The release also includes more than 100 pages of notes, where researchers log every bug, crash, and reboot in a three-month training process that ran nonstop from October 2021 to January 2022. Meta’s move to demonstrate a commitment to reducing algorithmic biases–-after facing criticism in the past for the lack of transparency–-should be widely welcomed by the general scientific community.
Machine Learning Faces Challenges with Medical Imaging
A recent study published in NPJ Digital Medicine reveals that data limitations, evaluation issues, and publishing incentives are slowing the clinical progress of ML in medical imaging. ML, which relies heavily on data, has been considered a promising yet controversial tool for healthcare providers. Appropriate regulations must be implemented to ensure that ML is effectively implemented.
Studies have shown that health disparities tend to arise when artificial intelligence systems are plagued with fairness issues and biases, limiting the clinical use of ML in medical images. Issues can surface from the beginning, depending on how the data was collected, how the dataset was created and distributed, and what biases exist in the data.

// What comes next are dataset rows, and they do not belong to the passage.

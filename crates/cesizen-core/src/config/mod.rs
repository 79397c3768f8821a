//! Application configuration schemas.
//!
//! All configuration structs are deserialized from TOML files via the
//! `config` crate. Each sub-module represents a logical configuration
//! section.

pub mod app;
pub mod auth;
pub mod logging;
pub mod policy;

use serde::{Deserialize, Serialize};

use self::app::ServerConfig;
use self::auth::AuthConfig;
use self::logging::LoggingConfig;
use self::policy::PolicyConfig;

use crate::error::AppError;

/// Root application configuration.
///
/// This struct is the top-level deserialization target for the merged
/// TOML configuration files (default.toml + environment overlay).
#[derive(Debug, Clone, Serialize, Deserialize)]
pub struct AppConfig {
    /// HTTP server settings.
    pub server: ServerConfig,
    /// Database connection settings.
    pub database: DatabaseConfig,
    /// Authentication settings. The signing secret, algorithm, and TTL have
    /// no defaults: a missing value fails the deserialization and therefore
    /// the process startup.
    pub auth: AuthConfig,
    /// Authorization policy settings.
    #[serde(default)]
    pub policy: PolicyConfig,
    /// Logging settings.
    #[serde(default)]
    pub logging: LoggingConfig,
}

/// Database connection pool configuration.
#[derive(Debug, Clone, Serialize, Deserialize)]
pub struct DatabaseConfig {
    /// PostgreSQL connection URL.
    pub url: String,
    /// Maximum number of connections in the pool.
    #[serde(default = "default_max_connections")]
    pub max_connections: u32,
    /// Minimum number of connections in the pool.
    #[serde(default = "default_min_connections")]
    pub min_connections: u32,
    /// Connection timeout in seconds.
    #[serde(default = "default_connect_timeout")]
    pub connect_timeout_seconds: u64,
    /// Idle connection timeout in seconds.
    #[serde(default = "default_idle_timeout")]
    pub idle_timeout_seconds: u64,
}

impl AppConfig {
    /// Load configuration from TOML files.
    ///
    /// Merges the default configuration with an environment-specific overlay
    /// and environment variables prefixed with `CESIZEN`.
    pub fn load(env: &str) -> Result<Self, AppError> {
        let config = config::Config::builder()
            .add_source(config::File::with_name("config/default").required(false))
            .add_source(config::File::with_name(&format!("config/{env}")).required(false))
            .add_source(
                config::Environment::with_prefix("CESIZEN")
                    .separator("__")
                    .try_parsing(true),
            )
            .build()
            .map_err(|e| AppError::configuration(format!("Failed to build config: {e}")))?;

        let config: Self = config
            .try_deserialize()
            .map_err(|e| AppError::configuration(format!("Failed to deserialize config: {e}")))?;

        config.auth.validate()?;
        Ok(config)
    }
}

fn default_max_connections() -> u32 {
    20
}

fn default_min_connections() -> u32 {
    5
}

fn default_connect_timeout() -> u64 {
    10
}

fn default_idle_timeout() -> u64 {
    300
}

At the evaluation stage, researchers discovered further challenges in selecting evaluation targets, choosing suitable metrics, and adopting statistical best practices. During publishing, some incentives may negatively affect the usability of the presented information, due to a lack of clarity from authors or omission of important details, reducing the reproducibility of a study.
To tackle these challenges, researchers recommend raising awareness about data limitations in healthcare imaging, promoting the use of established best practices for ML evaluations, and improving publication norms through transparency.
Despite obstacles, there have been notable successes for ML recently. A study revealed that ML can help detect abdominal hernia surgery complications with high accuracy. Moreover, according to the study, reducing the U.S. hernia recurrence rate by just 1% by leveraging ML could save the healthcare system $30 million.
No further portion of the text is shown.